15 Februari 2011

» Home » Kompas » Opini » Tantangan Demokrasi Pasca-Mubarak

Tantangan Demokrasi Pasca-Mubarak

Pengunduran Presiden Hosni Mubarak dari kekuasaan yang telah dipegangnya selama 30 tahun boleh dibilang sangat dramatis. Meski Mubarak berusaha mengulur-ulur waktu dengan memberikan sejumlah konsesi politik, kekuatan rakyat Mesir yang bangkit sejak 25 Januari 2011 terbukti jadi titik yang tidak pernah bisa lagi dimundurkan.
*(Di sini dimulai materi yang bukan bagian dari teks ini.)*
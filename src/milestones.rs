use crate::dates::{calculate_target_date, format_relative_months, get_gantt_position};
use crate::levels::{BudgetCategory, WeddingLevel};
use crate::levels::{BudgetCategory as C, WeddingLevel as L};
use crate::urgency::{classify_milestone_urgency, MilestoneUrgency};
use chrono::NaiveDate;
use log::debug;
use schemars::JsonSchema;
use serde::{Deserialize, Serialize};

/// Static catalog entry.
#[derive(Debug, Clone, Copy)]
pub struct DefaultMilestone {
    pub title: &'static str,
    pub description: &'static str,
    /// Months before the wedding; 0.5 is two weeks, 0.25 one week.
    pub months_before: f64,
    pub category: Option<BudgetCategory>,
    /// Lowest level that includes this milestone.
    pub min_level: WeddingLevel,
}

const fn milestone(
    title: &'static str,
    description: &'static str,
    months_before: f64,
    category: Option<BudgetCategory>,
    min_level: WeddingLevel,
) -> DefaultMilestone {
    DefaultMilestone {
        title,
        description,
        months_before,
        category,
        min_level,
    }
}

static CATALOG: [DefaultMilestone; 27] = [
    milestone(
        "Set the overall budget",
        "Agree on a total budget and who is contributing",
        12.0,
        None,
        L::Diy,
    ),
    milestone(
        "Book the venue",
        "Tour shortlisted venues and sign the contract",
        12.0,
        Some(C::Venue),
        L::Diy,
    ),
    milestone(
        "Hire a wedding planner",
        "Interview full-service planners and sign on",
        12.0,
        Some(C::WeddingPlanner),
        L::Luxury,
    ),
    milestone(
        "Draft the guest list",
        "Collect names and addresses from both families",
        11.0,
        None,
        L::Diy,
    ),
    milestone(
        "Book the photographer",
        "Review portfolios and reserve the date",
        10.0,
        Some(C::Photography),
        L::Diy,
    ),
    milestone(
        "Book the videographer",
        "Choose a film style and reserve coverage hours",
        10.0,
        Some(C::Videography),
        L::Lovely,
    ),
    milestone(
        "Book the caterer",
        "Schedule tastings and confirm the menu direction",
        9.0,
        Some(C::Catering),
        L::Diy,
    ),
    milestone(
        "Book music and entertainment",
        "Reserve the band or DJ for ceremony and reception",
        9.0,
        Some(C::MusicAndEntertainment),
        L::Diy,
    ),
    milestone(
        "Commission the design concept",
        "Engage a designer for custom staging and decor",
        9.0,
        Some(C::FloralsAndDecor),
        L::SuperLuxury,
    ),
    milestone(
        "Reserve hotel room blocks",
        "Hold rooms near the venue for out-of-town guests",
        8.0,
        None,
        L::Lovely,
    ),
    milestone(
        "Shop for wedding attire",
        "Order the dress and suits to leave time for alterations",
        8.0,
        Some(C::Attire),
        L::Diy,
    ),
    milestone(
        "Book the florist",
        "Share the palette and confirm ceremony and table pieces",
        7.0,
        Some(C::FloralsAndDecor),
        L::Diy,
    ),
    milestone(
        "Plan welcome weekend events",
        "Outline the welcome party and farewell brunch",
        7.0,
        None,
        L::SuperLuxury,
    ),
    milestone(
        "Send save-the-dates",
        "Mail or email save-the-dates to the full guest list",
        6.0,
        Some(C::Stationery),
        L::Diy,
    ),
    milestone(
        "Book hair and makeup",
        "Reserve stylists for the wedding party",
        6.0,
        Some(C::HairAndMakeup),
        L::Lovely,
    ),
    milestone(
        "Arrange guest travel concierge",
        "Set up flights, transfers and an itinerary desk for guests",
        6.0,
        Some(C::Transportation),
        L::UltraLuxury,
    ),
    milestone(
        "Book transportation",
        "Reserve cars or shuttles for the wedding day",
        4.0,
        Some(C::Transportation),
        L::Lovely,
    ),
    milestone(
        "Order wedding rings",
        "Finalize ring sizing and engraving",
        4.0,
        Some(C::Rings),
        L::Diy,
    ),
    milestone(
        "Production walkthrough",
        "Walk the site with lighting, staging and AV teams",
        3.0,
        None,
        L::UltraLuxury,
    ),
    milestone(
        "Send invitations",
        "Mail invitations with an RSVP deadline",
        2.5,
        Some(C::Stationery),
        L::Diy,
    ),
    milestone(
        "Hair and makeup trial",
        "Test the wedding day look with the stylist",
        2.0,
        Some(C::HairAndMakeup),
        L::Lovely,
    ),
    milestone(
        "Final attire fitting",
        "Last alterations and pick-up arrangements",
        1.0,
        Some(C::Attire),
        L::Diy,
    ),
    milestone(
        "Order favors and gifts",
        "Order guest favors and wedding party gifts",
        1.0,
        Some(C::FavorsAndGifts),
        L::Lovely,
    ),
    milestone(
        "Confirm final headcount",
        "Send the final guest count and seating to the caterer",
        0.5,
        Some(C::Catering),
        L::Diy,
    ),
    milestone(
        "Confirm the vendor timeline",
        "Share the day-of schedule with every vendor",
        0.5,
        None,
        L::Diy,
    ),
    milestone(
        "Deliver final payments",
        "Settle outstanding vendor balances and prepare tips",
        0.25,
        None,
        L::Diy,
    ),
    milestone(
        "Host the rehearsal dinner",
        "Rehearse the ceremony and host the dinner",
        0.25,
        Some(C::Catering),
        L::Luxury,
    ),
];

pub fn milestone_catalog() -> &'static [DefaultMilestone] {
    &CATALOG
}

#[derive(Debug, Clone, Serialize, Deserialize, PartialEq, JsonSchema)]
pub struct TemplateMilestone {
    pub title: String,
    pub description: String,
    pub months_before: f64,
    /// Name of the linked budget category, if any.
    pub category_name: Option<String>,
    pub min_level: WeddingLevel,
    pub sort_order: usize,
}

impl TemplateMilestone {
    pub fn relative_label(&self) -> String {
        format_relative_months(self.months_before)
    }
}

#[derive(Debug, Clone, Serialize, Deserialize, PartialEq, JsonSchema)]
pub struct ScheduledMilestone {
    #[serde(flatten)]
    pub template: TemplateMilestone,
    pub target_date: NaiveDate,
}

impl ScheduledMilestone {
    pub fn urgency(&self, today: NaiveDate) -> MilestoneUrgency {
        classify_milestone_urgency(self.target_date, today)
    }

    pub fn gantt_position(&self, window_start: NaiveDate, window_end: NaiveDate) -> f64 {
        get_gantt_position(self.target_date, window_start, window_end)
    }
}

/// Catalog milestones included at `level`, in catalog order, with `sort_order`
/// numbered over the filtered result.
pub fn get_default_milestones_for_level(level: WeddingLevel) -> Vec<TemplateMilestone> {
    let milestones: Vec<TemplateMilestone> = CATALOG
        .iter()
        .filter(|m| m.min_level <= level)
        .enumerate()
        .map(|(sort_order, m)| TemplateMilestone {
            title: m.title.to_string(),
            description: m.description.to_string(),
            months_before: m.months_before,
            category_name: m.category.map(|c| c.name().to_string()),
            min_level: m.min_level,
            sort_order,
        })
        .collect();

    debug!(
        "Level {} includes {} of {} catalog milestones",
        level,
        milestones.len(),
        CATALOG.len()
    );

    milestones
}

/// Unknown ids get the base set only.
pub fn get_default_milestones_for_id(level_id: &str) -> Vec<TemplateMilestone> {
    get_default_milestones_for_level(WeddingLevel::parse_or_default(level_id))
}

pub fn schedule_milestones(
    level: WeddingLevel,
    wedding_date: NaiveDate,
) -> Vec<ScheduledMilestone> {
    get_default_milestones_for_level(level)
        .into_iter()
        .map(|template| ScheduledMilestone {
            target_date: calculate_target_date(wedding_date, template.months_before),
            template,
        })
        .collect()
}

/// Window spanning the earliest milestone through the wedding date.
pub fn timeline_window(
    milestones: &[ScheduledMilestone],
    wedding_date: NaiveDate,
) -> (NaiveDate, NaiveDate) {
    let start = milestones
        .iter()
        .map(|m| m.target_date)
        .min()
        .map_or(wedding_date, |earliest| earliest.min(wedding_date));
    let end = milestones
        .iter()
        .map(|m| m.target_date)
        .max()
        .map_or(wedding_date, |latest| latest.max(wedding_date));
    (start, end)
}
Namun jelas, terdapat potensi luar biasa terjadinya tarik tambang antara kekuatan rakyat dan militer di bawah Dewan Agung Militer pimpinan Jenderal Hussein Tantawi. Saat ini, kekuatan rakyat masih mabuk euforia atas keberhasilan revolusi yang berlangsung relatif damai. Apabila gelombang euforia mulai surut, saat itu pula bermula tarik tambang dan pergumulan yang boleh jadi tidak kurang dramatisnya.
Godaan kekuasaan
Tantangan terbesar kekuatan prodemokrasi pasca-Mubarak adalah mengawal proses transisi ke arah demokrasi, terutama dalam kaitan dengan kenyataan bahwa kini kekuasaan efektif dipegang Dewan Agung Militer. Bukan tidak mungkin militer ”membajak” revolusi rakyat yang telah mengorbankan tenaga, harta, dan nyawa untuk menumbangkan Mubarak. Militer, yang jadi bagian integral kekuasaan rezim Mubarak, tampak bakal tetap tergoda mempertahankan pengaruhnya yang begitu dominan sejak hampir 60 tahun lalu.
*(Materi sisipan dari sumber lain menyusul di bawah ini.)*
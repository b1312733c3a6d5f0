use crate::numeric::{deserialize_amount, round2};
use chrono::NaiveDate;
use schemars::JsonSchema;
use serde::{Deserialize, Serialize};

#[derive(Debug, Clone, Copy, Serialize, Deserialize, PartialEq, Eq, Default, JsonSchema)]
#[serde(rename_all = "snake_case")]
pub enum PaymentStatus {
    #[default]
    #[schemars(description = "Scheduled but not yet paid")]
    Pending,

    #[schemars(description = "Settled; paid_date records when")]
    Paid,
}

#[derive(Debug, Clone, Serialize, Deserialize, PartialEq, JsonSchema)]
pub struct Payment {
    #[serde(default)]
    pub id: String,

    #[serde(default)]
    #[schemars(description = "Optional display label such as 'Deposit' or 'Final balance'")]
    pub label: Option<String>,

    #[serde(default, deserialize_with = "deserialize_amount")]
    #[schemars(with = "f64", description = "Payment amount; numeric text is accepted")]
    pub amount: f64,

    #[serde(default)]
    #[schemars(description = "Due date in YYYY-MM-DD format, or null when not scheduled")]
    pub due_date: Option<NaiveDate>,

    #[serde(default)]
    pub status: PaymentStatus,

    #[serde(default)]
    #[schemars(description = "Date the payment was settled, YYYY-MM-DD")]
    pub paid_date: Option<NaiveDate>,
}

impl Payment {
    pub fn is_paid(&self) -> bool {
        self.status == PaymentStatus::Paid
    }

    /// Date a payment lands on a cash-flow chart: the paid date for settled
    /// payments (falling back to the due date), the due date otherwise.
    pub fn effective_date(&self) -> Option<NaiveDate> {
        match self.status {
            PaymentStatus::Paid => self.paid_date.or(self.due_date),
            PaymentStatus::Pending => self.due_date,
        }
    }
}

#[derive(Debug, Clone, Serialize, Deserialize, PartialEq, JsonSchema)]
pub struct LineItem {
    #[serde(default)]
    pub id: String,

    pub name: String,

    #[serde(default)]
    pub vendor_name: Option<String>,

    #[serde(default, deserialize_with = "deserialize_amount")]
    #[schemars(with = "f64", description = "Contracted cost of this item")]
    pub actual_cost: f64,

    #[serde(default, deserialize_with = "deserialize_amount")]
    #[schemars(
        with = "f64",
        description = "Legacy running total, used only when no itemized payments exist"
    )]
    pub paid_to_date: f64,

    #[serde(default)]
    pub payments: Vec<Payment>,
}

impl LineItem {
    /// Sum of settled payments, or the legacy `paid_to_date` for items that
    /// predate itemized payments.
    pub fn total_paid(&self) -> f64 {
        if self.payments.is_empty() {
            return round2(self.paid_to_date);
        }
        round2(
            self.payments
                .iter()
                .filter(|p| p.is_paid())
                .map(|p| p.amount)
                .sum(),
        )
    }

    pub fn total_scheduled(&self) -> f64 {
        round2(self.payments.iter().map(|p| p.amount).sum())
    }

    pub fn display_vendor(&self) -> &str {
        self.vendor_name
            .as_deref()
            .filter(|v| !v.trim().is_empty())
            .unwrap_or(&self.name)
    }
}

#[derive(Debug, Clone, Serialize, Deserialize, PartialEq, JsonSchema)]
pub struct Category {
    #[serde(default)]
    pub id: String,

    pub name: String,

    #[serde(default, deserialize_with = "deserialize_amount")]
    #[schemars(with = "f64", description = "Budgeted amount for this category")]
    pub target_amount: f64,

    #[serde(default)]
    pub sort_order: i32,

    #[serde(default)]
    pub line_items: Vec<LineItem>,
}

impl Category {
    pub fn actual_spend(&self) -> f64 {
        round2(self.line_items.iter().map(|li| li.actual_cost).sum())
    }
}

/// Per-computation inputs that are not part of the category tree.
#[derive(Debug, Clone, Serialize, Deserialize, JsonSchema)]
pub struct DashboardConfig {
    #[serde(default, deserialize_with = "deserialize_amount")]
    #[schemars(with = "f64", description = "Client's total wedding budget")]
    pub total_budget: f64,

    #[schemars(description = "Wedding date; anchors milestones and the default cash-flow span")]
    pub wedding_date: NaiveDate,

    #[schemars(description = "Reference date for urgency and cash-flow spans")]
    pub today: NaiveDate,
}

#[derive(Debug, Clone, Serialize, Deserialize, JsonSchema)]
pub struct BudgetRecords {
    pub config: DashboardConfig,

    #[serde(default)]
    pub categories: Vec<Category>,
}

impl BudgetRecords {
    pub fn generate_json_schema() -> schemars::schema::RootSchema {
        schemars::schema_for!(BudgetRecords)
    }

    pub fn schema_as_json() -> Result<String, serde_json::Error> {
        let schema = Self::generate_json_schema();
        serde_json::to_string_pretty(&schema)
    }
}
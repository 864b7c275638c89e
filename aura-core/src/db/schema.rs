//! Database schema and migrations
//!
//! Uses SQLite with embedded migrations managed via PRAGMA user_version.

use rusqlite::Connection;

/// Current schema version
pub const SCHEMA_VERSION: i32 = 1;

/// SQL migrations, indexed by version number
const MIGRATIONS: &[&str] = &[
    // Version 1: keyed value store
    r#"
    CREATE TABLE IF NOT EXISTS kv_store (
        key              TEXT PRIMARY KEY,
        value            TEXT NOT NULL,
        updated_at       DATETIME NOT NULL
    );
    "#,
];

/// Run all pending migrations
pub fn run_migrations(conn: &Connection) -> crate::error::Result<()> {
    let current_version: i32 = conn
        .query_row("PRAGMA user_version", [], |r| r.get(0))
        .unwrap_or(0);

    tracing::info!(
        current_version,
        target_version = SCHEMA_VERSION,
        "Checking database migrations"
    );

    for (i, migration) in MIGRATIONS.iter().enumerate() {
        let version = (i + 1) as i32;
        if version > current_version {
            tracing::info!(version, "Running migration");
            conn.execute_batch(migration)?;
            conn.execute(&format!("PRAGMA user_version = {}", version), [])?;
        }
    }

    if current_version < SCHEMA_VERSION {
        tracing::info!(
            from = current_version,
            to = SCHEMA_VERSION,
            "Migrations complete"
        );
    }

    Ok(())
}

/// Get the current schema version from the database
pub fn get_schema_version(conn: &Connection) -> crate::error::Result<i32> {
    let version: i32 = conn.query_row("PRAGMA user_version", [], |r| r.get(0))?;
    Ok(version)
}

#[cfg(test)]
mod tests {
    use super::*;

    #[test]
    fn test_migrations_idempotent() {
        let conn = Connection::open_in_memory().unwrap();

        // Run migrations twice - should be idempotent
        run_migrations(&conn).unwrap();
        run_migrations(&conn).unwrap();

        let version = get_schema_version(&conn).unwrap();
        assert_eq!(version, SCHEMA_VERSION);
    }

    #[test]
    fn test_kv_table_created() {
        let conn = Connection::open_in_memory().unwrap();
        run_migrations(&conn).unwrap();

        let exists: i32 = conn
            .query_row(
                "SELECT COUNT(*) FROM sqlite_master WHERE type='table' AND name='kv_store'",
                [],
                |r| r.get(0),
            )
            .unwrap();
        assert_eq!(exists, 1);
    }
}
//! Database layer for aura
//!
//! This module provides the storage layer using SQLite with:
//! - Schema migrations
//! - A keyed value store that holds the JSON entry collection

pub mod repo;
pub mod schema;

pub use repo::Database;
Dengan posisinya yang demikian sentral dalam masa pasca- Mubarak, memang bukan tidak mungkin militer Mesir tergoda melakukan ”pembajakan” untuk menguasai politik negara ini dalam proses-proses transisi menuju demokrasi. Dan, itu dapat mereka lakukan tidak hanya melalui tekanan-tekanan militer, tetapi juga lewat rekayasa konstitusional tertentu yang dapat kembali memarjinalisasikan kekuatan-kekuatan prodemokrasi.
Bahwa militer Mesir haus kekuasaan bukan hal baru. Militer negeri Firaun ini punya sejarah panjang dalam dominasi kekuasaan politik, bermula lewat kudeta 1952 yang dilakukan kelompok ”Perwira Bebas” pimpinan Letkol Gamal Abdel Nasser atas Raja Faruk pada 23 Juli 1923. Nasser lalu mengangkat Jenderal Mohammad Naguib sebagai presiden pada 18 Juni 1953. Ironisnya, Nasser malah mengudeta Naguib pada 1954. Nasser lalu membawa Mesir ke kemerdekaan penuh pada 18 Juni 1956 dan memberlakukan Nasserisme, sosialisme ala Mesir, yang dalam banyak hal terus bertahan.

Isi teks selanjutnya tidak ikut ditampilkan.